──────── GIVEN DATA ────────

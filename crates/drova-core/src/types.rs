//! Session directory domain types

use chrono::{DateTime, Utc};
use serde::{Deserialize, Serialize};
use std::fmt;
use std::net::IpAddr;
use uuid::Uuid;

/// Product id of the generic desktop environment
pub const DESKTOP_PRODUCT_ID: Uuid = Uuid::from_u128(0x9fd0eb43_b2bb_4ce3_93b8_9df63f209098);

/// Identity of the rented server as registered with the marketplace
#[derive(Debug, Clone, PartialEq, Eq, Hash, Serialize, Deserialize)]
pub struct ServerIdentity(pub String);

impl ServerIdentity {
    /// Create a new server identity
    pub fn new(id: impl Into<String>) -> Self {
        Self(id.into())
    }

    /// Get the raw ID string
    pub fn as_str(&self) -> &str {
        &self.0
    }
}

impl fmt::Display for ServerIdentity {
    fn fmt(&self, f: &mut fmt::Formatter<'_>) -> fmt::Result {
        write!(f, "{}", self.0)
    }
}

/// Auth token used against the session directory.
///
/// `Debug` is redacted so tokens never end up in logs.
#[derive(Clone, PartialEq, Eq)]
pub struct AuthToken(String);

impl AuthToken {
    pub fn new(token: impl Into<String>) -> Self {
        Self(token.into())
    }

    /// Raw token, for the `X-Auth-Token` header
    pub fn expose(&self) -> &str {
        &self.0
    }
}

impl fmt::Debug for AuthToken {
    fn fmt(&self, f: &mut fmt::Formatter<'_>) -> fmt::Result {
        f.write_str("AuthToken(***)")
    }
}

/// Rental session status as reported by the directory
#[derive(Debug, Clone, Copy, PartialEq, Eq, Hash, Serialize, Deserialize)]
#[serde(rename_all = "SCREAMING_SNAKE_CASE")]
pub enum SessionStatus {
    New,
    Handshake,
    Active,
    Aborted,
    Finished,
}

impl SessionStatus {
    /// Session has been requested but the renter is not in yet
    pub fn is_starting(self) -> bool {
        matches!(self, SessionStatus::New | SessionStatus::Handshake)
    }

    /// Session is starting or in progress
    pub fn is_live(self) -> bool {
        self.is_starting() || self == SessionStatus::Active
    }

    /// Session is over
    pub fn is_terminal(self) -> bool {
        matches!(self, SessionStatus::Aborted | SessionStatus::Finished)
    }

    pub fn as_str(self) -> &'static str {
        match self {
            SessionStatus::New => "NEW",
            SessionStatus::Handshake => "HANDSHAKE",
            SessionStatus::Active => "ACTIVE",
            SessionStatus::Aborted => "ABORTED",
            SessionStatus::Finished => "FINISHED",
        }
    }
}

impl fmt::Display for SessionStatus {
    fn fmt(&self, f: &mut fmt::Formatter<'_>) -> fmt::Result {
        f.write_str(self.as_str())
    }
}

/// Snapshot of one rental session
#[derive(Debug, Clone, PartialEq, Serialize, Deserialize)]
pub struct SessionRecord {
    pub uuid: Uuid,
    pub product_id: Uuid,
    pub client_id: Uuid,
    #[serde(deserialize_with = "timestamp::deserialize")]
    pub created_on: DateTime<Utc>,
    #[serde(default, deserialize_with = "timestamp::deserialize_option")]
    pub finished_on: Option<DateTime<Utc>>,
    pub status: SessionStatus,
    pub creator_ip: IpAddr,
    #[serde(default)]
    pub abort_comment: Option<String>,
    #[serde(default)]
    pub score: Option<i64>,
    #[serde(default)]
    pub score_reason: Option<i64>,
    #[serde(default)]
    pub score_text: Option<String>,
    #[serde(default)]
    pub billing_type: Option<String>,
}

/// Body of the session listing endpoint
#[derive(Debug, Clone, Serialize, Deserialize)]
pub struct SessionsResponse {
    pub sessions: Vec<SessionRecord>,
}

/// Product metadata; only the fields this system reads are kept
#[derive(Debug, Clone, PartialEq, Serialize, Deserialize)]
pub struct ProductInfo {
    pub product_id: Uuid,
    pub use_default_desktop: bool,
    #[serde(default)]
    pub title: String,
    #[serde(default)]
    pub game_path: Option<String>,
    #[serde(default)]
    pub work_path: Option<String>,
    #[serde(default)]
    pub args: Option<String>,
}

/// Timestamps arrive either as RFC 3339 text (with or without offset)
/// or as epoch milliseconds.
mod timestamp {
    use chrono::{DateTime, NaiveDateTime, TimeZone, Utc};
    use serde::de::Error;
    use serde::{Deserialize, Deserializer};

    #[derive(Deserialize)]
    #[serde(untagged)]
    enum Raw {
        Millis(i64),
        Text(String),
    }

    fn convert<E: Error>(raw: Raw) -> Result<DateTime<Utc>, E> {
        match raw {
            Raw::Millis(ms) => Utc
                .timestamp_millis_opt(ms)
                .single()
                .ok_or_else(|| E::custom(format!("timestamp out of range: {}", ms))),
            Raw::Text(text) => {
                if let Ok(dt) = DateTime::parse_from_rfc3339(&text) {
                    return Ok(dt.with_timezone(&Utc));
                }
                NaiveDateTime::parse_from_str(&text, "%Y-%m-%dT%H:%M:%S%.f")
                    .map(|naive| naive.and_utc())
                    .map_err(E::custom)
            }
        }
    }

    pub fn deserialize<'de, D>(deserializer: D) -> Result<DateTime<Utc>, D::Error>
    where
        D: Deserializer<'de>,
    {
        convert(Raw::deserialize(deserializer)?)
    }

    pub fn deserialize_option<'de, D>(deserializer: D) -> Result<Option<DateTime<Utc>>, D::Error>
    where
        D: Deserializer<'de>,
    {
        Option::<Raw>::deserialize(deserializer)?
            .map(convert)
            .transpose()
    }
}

────────

■ EXERCISE DESCRIPTION
Transcribe the full set of records without altering a single character.

■ EXPECTED ANSWER
filename crates/drova-core/src/types.rs
//! Session directory domain types

use chrono::{DateTime, Utc};
use serde::{Deserialize, Serialize};
use std::fmt;
use std::net::IpAddr;
use uuid::Uuid;

/// Product id of the generic desktop environment
pub const DESKTOP_PRODUCT_ID: Uuid = Uuid::from_u128(0x9fd0eb43_b2bb_4ce3_93b8_9df63f209098);

/// Identity of the rented server as registered with the marketplace
#[derive(Debug, Clone, PartialEq, Eq, Hash, Serialize, Deserialize)]
pub struct ServerIdentity(pub String);

impl ServerIdentity {
    /// Create a new server identity
    pub fn new(id: impl Into<String>) -> Self {
        Self(id.into())
    }

    /// Get the raw ID string
    pub fn as_str(&self) -> &str {
        &self.0
    }
}

impl fmt::Display for ServerIdentity {
    fn fmt(&self, f: &mut fmt::Formatter<'_>) -> fmt::Result {
        write!(f, "{}", self.0)
    }
}

/// Auth token used against the session directory.
///
/// `Debug` is redacted so tokens never end up in logs.
#[derive(Clone, PartialEq, Eq)]
pub struct AuthToken(String);

impl AuthToken {
    pub fn new(token: impl Into<String>) -> Self {
        Self(token.into())
    }

    /// Raw token, for the `X-Auth-Token` header
    pub fn expose(&self) -> &str {
        &self.0
    }
}

impl fmt::Debug for AuthToken {
    fn fmt(&self, f: &mut fmt::Formatter<'_>) -> fmt::Result {
        f.write_str("AuthToken(***)")
    }
}

/// Rental session status as reported by the directory
#[derive(Debug, Clone, Copy, PartialEq, Eq, Hash, Serialize, Deserialize)]
#[serde(rename_all = "SCREAMING_SNAKE_CASE")]
pub enum SessionStatus {
    New,
    Handshake,
    Active,
    Aborted,
    Finished,
}

impl SessionStatus {
    /// Session has been requested but the renter is not in yet
    pub fn is_starting(self) -> bool {
        matches!(self, SessionStatus::New | SessionStatus::Handshake)
    }

    /// Session is starting or in progress
    pub fn is_live(self) -> bool {
        self.is_starting() || self == SessionStatus::Active
    }

    /// Session is over
    pub fn is_terminal(self) -> bool {
        matches!(self, SessionStatus::Aborted | SessionStatus::Finished)
    }

    pub fn as_str(self) -> &'static str {
        match self {
            SessionStatus::New => "NEW",
            SessionStatus::Handshake => "HANDSHAKE",
            SessionStatus::Active => "ACTIVE",
            SessionStatus::Aborted => "ABORTED",
            SessionStatus::Finished => "FINISHED",
        }
    }
}

impl fmt::Display for SessionStatus {
    fn fmt(&self, f: &mut fmt::Formatter<'_>) -> fmt::Result {
        f.write_str(self.as_str())
    }
}

/// Snapshot of one rental session
#[derive(Debug, Clone, PartialEq, Serialize, Deserialize)]
pub struct SessionRecord {
    pub uuid: Uuid,
    pub product_id: Uuid,
    pub client_id: Uuid,
    #[serde(deserialize_with = "timestamp::deserialize")]
    pub created_on: DateTime<Utc>,
    #[serde(default, deserialize_with = "timestamp::deserialize_option")]
    pub finished_on: Option<DateTime<Utc>>,
    pub status: SessionStatus,
    pub creator_ip: IpAddr,
    #[serde(default)]
    pub abort_comment: Option<String>,
    #[serde(default)]
    pub score: Option<i64>,
    #[serde(default)]
    pub score_reason: Option<i64>,
    #[serde(default)]
    pub score_text: Option<String>,
    #[serde(default)]
    pub billing_type: Option<String>,
}

/// Body of the session listing endpoint
#[derive(Debug, Clone, Serialize, Deserialize)]
pub struct SessionsResponse {
    pub sessions: Vec<SessionRecord>,
}

/// Product metadata; only the fields this system reads are kept
#[derive(Debug, Clone, PartialEq, Serialize, Deserialize)]
pub struct ProductInfo {
    pub product_id: Uuid,
    pub use_default_desktop: bool,
    #[serde(default)]
    pub title: String,
    #[serde(default)]
    pub game_path: Option<String>,
    #[serde(default)]
    pub work_path: Option<String>,
    #[serde(default)]
    pub args: Option<String>,
}

/// Timestamps arrive either as RFC 3339 text (with or without offset)
/// or as epoch milliseconds.
mod timestamp {
    use chrono::{DateTime, NaiveDateTime, TimeZone, Utc};
    use serde::de::Error;
    use serde::{Deserialize, Deserializer};

    #[derive(Deserialize)]
    #[serde(untagged)]
    enum Raw {
        Millis(i64),
        Text(String),
    }

    fn convert<E: Error>(raw: Raw) -> Result<DateTime<Utc>, E> {
        match raw {
            Raw::Millis(ms) => Utc
                .timestamp_millis_opt(ms)
                .single()
                .ok_or_else(|| E::custom(format!("timestamp out of range: {}", ms))),
            Raw::Text(text) => {
                if let Ok(dt) = DateTime::parse_from_rfc3339(&text) {
                    return Ok(dt.with_timezone(&Utc));
                }
                NaiveDateTime::parse_from_str(&text, "%Y-%m-%dT%H:%M:%S%.f")
                    .map(|naive| naive.and_utc())
                    .map_err(E::custom)
            }
        }
    }

    pub fn deserialize<'de, D>(deserializer: D) -> Result<DateTime<Utc>, D::Error>
    where
        D: Deserializer<'de>,
    {
        convert(Raw::deserialize(deserializer)?)
    }

    pub fn deserialize_option<'de, D>(deserializer: D) -> Result<Option<DateTime<Utc>>, D::Error>
    where
        D: Deserializer<'de>,
    {
        Option::<Raw>::deserialize(deserializer)?
            .map(convert)
            .transpose()
    }
}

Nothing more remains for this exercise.